--- Raw data ---

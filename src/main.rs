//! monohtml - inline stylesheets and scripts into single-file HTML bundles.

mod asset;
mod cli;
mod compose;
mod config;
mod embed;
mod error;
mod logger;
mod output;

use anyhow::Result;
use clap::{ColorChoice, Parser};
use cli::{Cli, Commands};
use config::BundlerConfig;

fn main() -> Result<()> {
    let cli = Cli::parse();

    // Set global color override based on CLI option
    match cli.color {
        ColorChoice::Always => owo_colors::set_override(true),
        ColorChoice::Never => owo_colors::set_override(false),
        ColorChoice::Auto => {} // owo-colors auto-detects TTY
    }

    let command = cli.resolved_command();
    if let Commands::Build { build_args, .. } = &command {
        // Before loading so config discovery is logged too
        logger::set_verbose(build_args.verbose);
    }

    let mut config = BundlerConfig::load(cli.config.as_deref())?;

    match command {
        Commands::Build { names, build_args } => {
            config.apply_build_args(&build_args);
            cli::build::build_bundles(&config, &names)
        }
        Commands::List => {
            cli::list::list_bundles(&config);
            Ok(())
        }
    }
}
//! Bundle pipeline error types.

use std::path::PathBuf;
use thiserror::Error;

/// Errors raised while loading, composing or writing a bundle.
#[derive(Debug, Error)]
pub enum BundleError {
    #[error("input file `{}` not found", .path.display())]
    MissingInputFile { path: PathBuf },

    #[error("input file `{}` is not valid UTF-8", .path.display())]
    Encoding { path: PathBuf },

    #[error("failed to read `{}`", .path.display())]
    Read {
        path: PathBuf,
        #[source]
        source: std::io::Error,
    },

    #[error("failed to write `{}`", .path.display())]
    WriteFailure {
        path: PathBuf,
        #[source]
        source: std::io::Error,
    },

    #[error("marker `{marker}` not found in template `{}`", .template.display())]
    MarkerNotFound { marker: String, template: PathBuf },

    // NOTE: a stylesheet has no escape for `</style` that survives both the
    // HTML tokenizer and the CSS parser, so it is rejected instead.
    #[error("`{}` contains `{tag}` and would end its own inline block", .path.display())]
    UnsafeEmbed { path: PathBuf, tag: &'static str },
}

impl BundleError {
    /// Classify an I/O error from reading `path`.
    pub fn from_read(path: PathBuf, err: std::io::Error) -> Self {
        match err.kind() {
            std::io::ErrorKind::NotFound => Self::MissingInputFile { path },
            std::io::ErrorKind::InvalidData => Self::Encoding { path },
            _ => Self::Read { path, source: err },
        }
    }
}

---
--- Raw data ---

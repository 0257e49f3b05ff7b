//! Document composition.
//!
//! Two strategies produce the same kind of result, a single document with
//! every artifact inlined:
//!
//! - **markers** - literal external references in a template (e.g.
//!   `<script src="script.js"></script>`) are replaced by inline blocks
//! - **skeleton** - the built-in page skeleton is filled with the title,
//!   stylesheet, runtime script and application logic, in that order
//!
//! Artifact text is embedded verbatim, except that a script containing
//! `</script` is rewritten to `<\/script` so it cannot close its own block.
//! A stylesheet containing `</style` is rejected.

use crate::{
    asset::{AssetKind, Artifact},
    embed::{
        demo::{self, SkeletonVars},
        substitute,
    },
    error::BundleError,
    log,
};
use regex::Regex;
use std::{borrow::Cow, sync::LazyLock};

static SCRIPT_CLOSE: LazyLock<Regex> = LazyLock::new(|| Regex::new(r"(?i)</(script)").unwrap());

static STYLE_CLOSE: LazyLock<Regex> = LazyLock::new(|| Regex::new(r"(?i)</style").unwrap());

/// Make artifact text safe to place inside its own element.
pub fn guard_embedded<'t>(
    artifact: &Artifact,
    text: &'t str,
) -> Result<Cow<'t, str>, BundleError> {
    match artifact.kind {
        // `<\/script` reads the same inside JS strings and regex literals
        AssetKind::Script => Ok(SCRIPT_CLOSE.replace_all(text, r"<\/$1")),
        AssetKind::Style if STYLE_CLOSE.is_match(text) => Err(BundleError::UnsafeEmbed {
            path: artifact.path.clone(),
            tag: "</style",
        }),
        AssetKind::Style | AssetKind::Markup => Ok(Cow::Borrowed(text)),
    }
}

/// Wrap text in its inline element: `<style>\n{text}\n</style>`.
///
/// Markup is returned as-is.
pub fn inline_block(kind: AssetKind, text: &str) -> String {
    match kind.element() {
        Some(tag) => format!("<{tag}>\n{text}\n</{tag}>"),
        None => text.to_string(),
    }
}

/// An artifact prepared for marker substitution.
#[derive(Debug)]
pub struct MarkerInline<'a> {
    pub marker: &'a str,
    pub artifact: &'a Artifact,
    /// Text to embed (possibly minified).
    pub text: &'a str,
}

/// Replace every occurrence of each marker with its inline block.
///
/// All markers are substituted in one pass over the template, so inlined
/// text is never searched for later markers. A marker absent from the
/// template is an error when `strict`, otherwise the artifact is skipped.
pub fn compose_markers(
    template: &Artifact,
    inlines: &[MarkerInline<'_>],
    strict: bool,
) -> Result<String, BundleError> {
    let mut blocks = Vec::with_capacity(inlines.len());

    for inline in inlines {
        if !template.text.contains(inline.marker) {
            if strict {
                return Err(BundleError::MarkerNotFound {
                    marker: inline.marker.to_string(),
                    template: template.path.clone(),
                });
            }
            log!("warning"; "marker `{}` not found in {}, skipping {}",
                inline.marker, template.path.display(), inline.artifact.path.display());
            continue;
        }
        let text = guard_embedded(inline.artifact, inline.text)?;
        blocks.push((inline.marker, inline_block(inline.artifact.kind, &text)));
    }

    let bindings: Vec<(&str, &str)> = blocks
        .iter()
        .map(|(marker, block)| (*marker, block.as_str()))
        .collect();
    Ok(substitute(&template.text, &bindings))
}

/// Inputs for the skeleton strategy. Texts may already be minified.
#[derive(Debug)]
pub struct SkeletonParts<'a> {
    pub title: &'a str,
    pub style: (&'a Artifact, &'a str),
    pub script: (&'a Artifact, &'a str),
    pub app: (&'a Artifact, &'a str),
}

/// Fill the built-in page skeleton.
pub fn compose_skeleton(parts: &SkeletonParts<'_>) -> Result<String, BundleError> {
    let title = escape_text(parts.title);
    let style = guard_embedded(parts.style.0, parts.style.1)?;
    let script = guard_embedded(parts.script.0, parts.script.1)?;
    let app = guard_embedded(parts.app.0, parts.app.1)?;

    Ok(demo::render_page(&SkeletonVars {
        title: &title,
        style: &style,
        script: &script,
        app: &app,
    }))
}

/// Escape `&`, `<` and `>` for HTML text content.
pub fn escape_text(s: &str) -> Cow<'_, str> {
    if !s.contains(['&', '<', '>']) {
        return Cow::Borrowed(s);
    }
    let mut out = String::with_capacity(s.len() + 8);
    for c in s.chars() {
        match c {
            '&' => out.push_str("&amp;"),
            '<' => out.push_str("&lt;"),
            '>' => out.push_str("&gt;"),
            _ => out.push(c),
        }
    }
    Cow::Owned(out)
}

---

Goal of the exercise:
Copy out only the lines of the records above from the one with "filename src/main.rs" through the one with "String, template: PathBuf", exactly as they stand, both included.

Task solution:
filename src/main.rs
//! monohtml - inline stylesheets and scripts into single-file HTML bundles.

mod asset;
mod cli;
mod compose;
mod config;
mod embed;
mod error;
mod logger;
mod output;

use anyhow::Result;
use clap::{ColorChoice, Parser};
use cli::{Cli, Commands};
use config::BundlerConfig;

fn main() -> Result<()> {
    let cli = Cli::parse();

    // Set global color override based on CLI option
    match cli.color {
        ColorChoice::Always => owo_colors::set_override(true),
        ColorChoice::Never => owo_colors::set_override(false),
        ColorChoice::Auto => {} // owo-colors auto-detects TTY
    }

    let command = cli.resolved_command();
    if let Commands::Build { build_args, .. } = &command {
        // Before loading so config discovery is logged too
        logger::set_verbose(build_args.verbose);
    }

    let mut config = BundlerConfig::load(cli.config.as_deref())?;

    match command {
        Commands::Build { names, build_args } => {
            config.apply_build_args(&build_args);
            cli::build::build_bundles(&config, &names)
        }
        Commands::List => {
            cli::list::list_bundles(&config);
            Ok(())
        }
    }
}
//! Bundle pipeline error types.

use std::path::PathBuf;
use thiserror::Error;

/// Errors raised while loading, composing or writing a bundle.
#[derive(Debug, Error)]
pub enum BundleError {
    #[error("input file `{}` not found", .path.display())]
    MissingInputFile { path: PathBuf },

    #[error("input file `{}` is not valid UTF-8", .path.display())]
    Encoding { path: PathBuf },

    #[error("failed to read `{}`", .path.display())]
    Read {
        path: PathBuf,
        #[source]
        source: std::io::Error,
    },

    #[error("failed to write `{}`", .path.display())]
    WriteFailure {
        path: PathBuf,
        #[source]
        source: std::io::Error,
    },

    #[error("marker `{marker}` not found in template `{}`", .template.display())]
    MarkerNotFound { marker: String, template: PathBuf },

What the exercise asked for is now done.